Única dos nove irmãos a entrar no novo século, foi a eles se juntar na desconhecida e misteriosa terra do após vida. Por que nunca se casou? Não sei. Sabe-se de olhares para os rapazes de sua época, sendo mais de uma vez correspondida. Nunca chegou, porém, a falar sobre o assunto. Eternos, esses mistérios do coração! Tenho comigo, porque conheci seu amor pelos sobrinhos, que ela pensava ser impossível, casando, ter a quantidade de filhos que veio a ter sendo tia-mãe, como foi. Escolha admirável.Ajudou a criá-los todos, com incansável dedicação. Foi assim com os filhos da irmã Aldenora e dos irmãos João e Carlos Saturnino Moreira, meu pai. Não apenas ajudou a encaminhar-nos na vida mas criou, mesmo, três de nós, minhas irmãs Lina e Erina e meu irmão João Carlos.
Quem, em tempos mais recentes, a ouvisse fazer referências a “os meninos” ou “as meninas” não pensaria que ela estava falando de pessoas de quarenta ou cinqüenta anos, ou mais, que já lhe haviam dado netos e até bisnetos. Não dizem que, para as mães de verdade, os filhos nunca crescem? São sempre frágeis e desamparadas crianças sem capacidade para enfrentar o mundo cruel lá fora, na ausência da proteção materna? O melhor a fazer é protegê-las carinhosamente, as pobres criaturas.
Aí está a origem de sua preocupação, quase uma obsessão, com a alimentação das “crianças”. Durante os meus dez anos de residência em Brasília, eu vinha muitas vezes, a serviço, a São Luís e ficava com ela. As ofertas, quase imposições, de papas e mingaus, na hora de dormir, ou de doces e outros mimos o dia inteiro, era tantas que eu tinha de alegar ordens médicas ou o peso acima do normal para evitar os excessos. Resistir inteiramente era impossível, especialmente deitado na rede que ela armava quando eu chegava.
Uma das lembranças mais vivas para mim são suas celebrações gastronômicas.

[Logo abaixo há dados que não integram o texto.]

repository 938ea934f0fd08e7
use crate::cli::ServeArgs;
use crate::infra::{load_catalog, AppState, OfflineInterpreter, OfflineNarrator};
use crate::routes::with_matching_routes;
use axum::Extension;
use axum_prometheus::PrometheusMetricLayer;
use fundmatch::config::AppConfig;
use fundmatch::error::AppError;
use fundmatch::matching::MatchingService;
use fundmatch::telemetry;
use std::sync::atomic::Ordering;
use std::sync::Arc;
use tracing::info;

pub(crate) async fn run(mut args: ServeArgs) -> Result<(), AppError> {
    let mut config = AppConfig::load()?;

    if let Some(host) = args.host.take() {
        config.server.host = host;
    }
    if let Some(port) = args.port.take() {
        config.server.port = port;
    }

    telemetry::init(&config.telemetry)?;

    let (prometheus_layer, prometheus_handle) = PrometheusMetricLayer::pair();
    let readiness_flag = Arc::new(std::sync::atomic::AtomicBool::new(false));
    let app_state = AppState {
        readiness: readiness_flag.clone(),
        metrics: Arc::new(prometheus_handle),
    };

    let catalog = Arc::new(load_catalog(&config.matching.catalog)?);
    let matching_service = Arc::new(MatchingService::new(
        catalog,
        Arc::new(OfflineInterpreter),
        Arc::new(OfflineNarrator),
        &config.matching,
    ));

    let app = with_matching_routes(matching_service)
        .layer(Extension(app_state))
        .layer(prometheus_layer);

    let addr = config.server.socket_addr()?;
    let listener = tokio::net::TcpListener::bind(addr).await?;
    readiness_flag.store(true, Ordering::Release);

    info!(
        ?config.environment,
        %addr,
        top_n = config.matching.top_n,
        "matching service ready"
    );

    axum::serve(listener, app).await?;
    Ok(())
}
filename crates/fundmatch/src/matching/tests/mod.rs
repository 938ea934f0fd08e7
mod common;
mod engine;
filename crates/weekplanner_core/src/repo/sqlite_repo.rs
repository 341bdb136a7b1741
//! SQLite gateway for the schedule and the task-name catalog.
//!
//! # Responsibility
//! - Map `schedule_tasks` rows to validated tasks and back.
//! - Replace persisted state wholesale on every save.
//!
//! # Invariants
//! - Connections must be fully migrated before a repository is built.
//! - A save is one transaction: either the whole snapshot lands or nothing.
//! - "Never saved" is tracked in `planner_meta`, so an empty saved schedule
//!   loads as `Some(empty)` rather than `None`.

use crate::db::migrations::{current_version, latest_version};
use crate::model::clock::{format_hhmm, parse_hhmm};
use crate::model::schedule::Schedule;
use crate::model::task::{Task, TaskValidationError};
use crate::model::weekday::Weekday;
use crate::repo::{RepoError, RepoResult, ScheduleRepository, TaskNamesRepository};
use log::info;
use rusqlite::{params, Connection, OptionalExtension};
use std::collections::BTreeSet;

const SCHEDULE_MARKER: &str = "schedule_initialized";
const TASK_NAMES_MARKER: &str = "task_names_initialized";

/// SQLite-backed planner gateway borrowing an open connection.
pub struct SqlitePlannerRepository<'conn> {
    conn: &'conn Connection,
}

impl<'conn> SqlitePlannerRepository<'conn> {
    /// Builds a repository after checking the connection schema version.
    pub fn try_new(conn: &'conn Connection) -> RepoResult<Self> {
        let expected_version = latest_version();
        let actual_version = current_version(conn)?;
        if actual_version != expected_version {
            return Err(RepoError::UninitializedConnection {
                expected_version,
                actual_version,
            });
        }
        Ok(Self { conn })
    }

    fn is_marked(&self, key: &str) -> RepoResult<bool> {
        let value: Option<String> = self
            .conn
            .query_row(
                "SELECT value FROM planner_meta WHERE key = ?1;",
                [key],
                |row| row.get(0),
            )
            .optional()?;
        Ok(value.is_some())
    }
}

impl ScheduleRepository for SqlitePlannerRepository<'_> {
    fn load_schedule(&self) -> RepoResult<Option<Schedule>> {
        if !self.is_marked(SCHEDULE_MARKER)? {
            return Ok(None);
        }

        let mut stmt = self.conn.prepare(
            "SELECT weekday, time, task_name, description, is_done, priority
             FROM schedule_tasks
             ORDER BY weekday, time;",
        )?;
        let rows = stmt.query_map([], |row| {
            Ok(TaskRow {
                weekday: row.get(0)?,
                time: row.get(1)?,
                name: row.get(2)?,
                description: row.get(3)?,
                done: row.get(4)?,
                priority: row.get(5)?,
            })
        })?;

        let mut tasks = Vec::new();
        for row in rows {
            tasks.push(row?.into_task()?);
        }
        let count = tasks.len();
        let schedule =
            Schedule::from_tasks(tasks).map_err(|err| RepoError::InvalidData(err.to_string()))?;

        info!("event=repo_load module=repo status=ok backend=sqlite kind=schedule tasks={count}");
        Ok(Some(schedule))
    }

    fn save_schedule(&self, schedule: &Schedule) -> RepoResult<()> {
        let tx = self.conn.unchecked_transaction()?;
        tx.execute("DELETE FROM schedule_tasks;", [])?;
        {
            let mut insert = tx.prepare(
                "INSERT INTO schedule_tasks (
                    weekday,
                    time,
                    task_name,
                    description,
                    is_done,
                    priority
                ) VALUES (?1, ?2, ?3, ?4, ?5, ?6);",
            )?;
            for task in schedule.iter() {
                insert.execute(params![
                    task.weekday().as_str(),
                    format_hhmm(task.time()),
                    task.name(),
                    task.description(),
                    task.is_done(),
                    task.priority(),
                ])?;
            }
        }
        mark(&tx, SCHEDULE_MARKER)?;
        tx.commit()?;

        info!(
            "event=repo_save module=repo status=ok backend=sqlite kind=schedule tasks={}",
            schedule.len()
        );
        Ok(())
    }
}

impl TaskNamesRepository for SqlitePlannerRepository<'_> {
    fn load_task_names(&self) -> RepoResult<Option<BTreeSet<String>>> {
        if !self.is_marked(TASK_NAMES_MARKER)? {
            return Ok(None);
        }

        let mut stmt = self.conn.prepare("SELECT name FROM task_names;")?;
        let names = stmt
            .query_map([], |row| row.get::<_, String>(0))?
            .collect::<Result<BTreeSet<_>, _>>()?;
        Ok(Some(names))
    }

    fn save_task_names(&self, names: &BTreeSet<String>) -> RepoResult<()> {
        let tx = self.conn.unchecked_transaction()?;
        tx.execute("DELETE FROM task_names;", [])?;
        for name in names {
            tx.execute("INSERT INTO task_names (name) VALUES (?1);", [name.as_str()])?;
        }
        mark(&tx, TASK_NAMES_MARKER)?;
        tx.commit()?;

        info!(
            "event=repo_save module=repo status=ok backend=sqlite kind=task_names names={}",
            names.len()
        );
        Ok(())
    }
}

struct TaskRow {
    weekday: String,
    time: String,
    name: String,
    description: String,
    done: bool,
    priority: i64,
}

impl TaskRow {
    fn into_task(self) -> RepoResult<Task> {
        let weekday = Weekday::parse(&self.weekday).ok_or_else(|| {
            RepoError::InvalidData(format!("invalid weekday `{}` in schedule_tasks", self.weekday))
        })?;
        let time = parse_hhmm(&self.time)
            .ok_or_else(|| TaskValidationError::MalformedTime(self.time.clone()))?;
        let priority = u8::try_from(self.priority)
            .map_err(|_| TaskValidationError::PriorityOutOfRange(self.priority))?;
        Ok(Task::new(
            self.name,
            self.description,
            time,
            self.done,
            weekday,
            priority,
        )?)
    }
}

fn mark(conn: &Connection, key: &str) -> RepoResult<()> {
    conn.execute(
        "INSERT INTO planner_meta (key, value) VALUES (?1, '1')
         ON CONFLICT(key) DO UPDATE SET value = excluded.value;",
        [key],
    )?;
    Ok(())
}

Nada era combinado. Mas sabíamos que, se aparecêssemos na casa dela, antes de seguir para os festejos de Carnaval ou para os arraiais de São João, iríamos encontrar o mingau de milho, o bolo de tapioca, o manuê, o bolo de chocolate, os pudins, a feijoada, a galinha ao molho pardo, a bacalhoada, a peixada, a torta de camarão e tudo o mais que os médicos proíbem aos diabéticos como ela. Ela aproveitava essas ocasiões para alegremente contrariar as recomendações médicas.
Restam agora as lembranças perenes. Elas povoarão nossa memória. Seremos testemunhas da herança que a tia Dayse deixou. Não foi exatamente como a do poeta Tribuzi, de “filhos e sonetos”. Mas foi de sua parte mais nobre, a de filhos. E mais de netos, bisnetos e amigos.